Well, without a delayed pain response, that is.
I’ll get the disclaimers out of the way right up front: I don’t need this in a hurry, I realize it’s medical “advice” I’m looking for, and I get what I pay for. I know you’re (most likely) not a doctor, and I won’t base any treatment decisions on whatever you tell me–so far as you know. I choose this board because I’m ignorant about a lot of anatomy and there is a statistical possibility that someone here knows the answer, or how to find it. There.
Anyway…
I sometimes get a pain in my abdomen. It’s in the lower left quadrant, front, just inside (medial to) the protrusion we tend to call hip bone–in all that soft tissue. It’s just below, but not directly under the belt. It feels like the kind of pain you get from a pulled muscle. (foreshadowing)

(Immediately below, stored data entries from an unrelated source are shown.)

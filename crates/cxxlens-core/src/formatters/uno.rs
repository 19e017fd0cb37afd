//! # UNO Formatters
//!
//! Formatting for the UNO component model: `Any`, `Reference<T>`,
//! `Sequence<T>`, `Type`, and the type-description resolver they share.
//!
//! ## Type resolution
//!
//! An `Any` only records its type as a pointer into the runtime type library.
//! [`resolve_uno_type`] walks that graph
//!
//! ```text
//! css::uno::Type ──_pType──▶ TypeDescriptionReference ──pType──▶ *TypeDescription
//!                                                                     │ aBase
//!                                                                     ▼
//!                                                              TypeDescription
//!                                                          (eTypeClass, pTypeName)
//! ```
//!
//! and turns it into a [`TypeEntry`] naming the C++ type the payload can be
//! read as. Every walk ends in one of two terminal states, memoized per
//! description address for the rest of the session:
//!
//! - **resolved**: the [`TypeEntry`] is cached and shared
//! - **unresolved**: the address is remembered and never walked again
//!
//! Every address is marked unresolved before its walk starts, so a graph
//! that leads back to a node still being resolved terminates. A successful
//! resolution replaces that provisional mark; a memory fault removes it.

use std::collections::{HashMap, HashSet};
use std::fmt;
use std::rc::Rc;

use once_cell::sync::Lazy;
use smallvec::SmallVec;
use tracing::{debug, error, trace, warn};

use crate::engine::FormatContext;
use crate::error::Result;
use crate::formatters::strings::{self, CharWidth};
use crate::result::{ChildMap, FormatterResult};
use crate::types::Address;
use crate::value::Value;

const CSSU_TYPE: &str = "com::sun::star::uno::Type";
const CSSU_ANY: &str = "com::sun::star::uno::Any";
const TYPE_DESC: &str = "_typelib_TypeDescription";
const TYPE_DESC_REF: &str = "_typelib_TypeDescriptionReference";
const INDIRECT_TYPE_DESC: &str = "_typelib_IndirectTypeDescription";
const PROPERTY_VALUE: &str = "com::sun::star::beans::PropertyValue";
const OUSTRING: &str = "rtl::OUString";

My doctor is confused. So am I and I didn’t have to go to medical school to get that way. We did many tests. It’s not caused by anything I eat and we ruled out diverticulitis. A CT scan of the pelvis revealed nothing that could account for this.
This has been happening for years, never getting any worse, never going away completely. As luck would have it, I finally noticed that it comes on worse if I sit for a period of time with my legs crossed; and not in the manly ankle-on-the-knee type, but the kind where you put one thigh over the other. (Think Sharon Stone just before her “big reveal” in “Fatal Attraction.”) If I do this, I will have the pain in a little while.
Huh.
Why would this happen? I’m in pretty good shape, and fairly limber (55 yo male, ~160# if that matters). I run three times a week and hike up mountains on weekends. I don’t have the symptom after either of these activities.
If I cross my legs–and it doesn’t matter which one is on top–I don’t feel any discomfort at the time, it always starts later. Same if I cross my legs and squeeze, trying to see if there’s a movement that does it. Nope, not at the time, always later.
I’m putting this out because someone might have had the same thing happen and I’d like to know what might have helped them. Yes, I can completely avoid it by just not crossing my legs and that’s what I usually (don’t) do. But yesterday I was working in such a way I needed to keep a tablet on my lap and that was the most convenient posture to assume. Today I’m in a lot of pain and more than a little annoyed that I shouldn’t be able to do such a commonplace thing.
Is this just part of getting old? If so, who do I talk to about an extended warranty?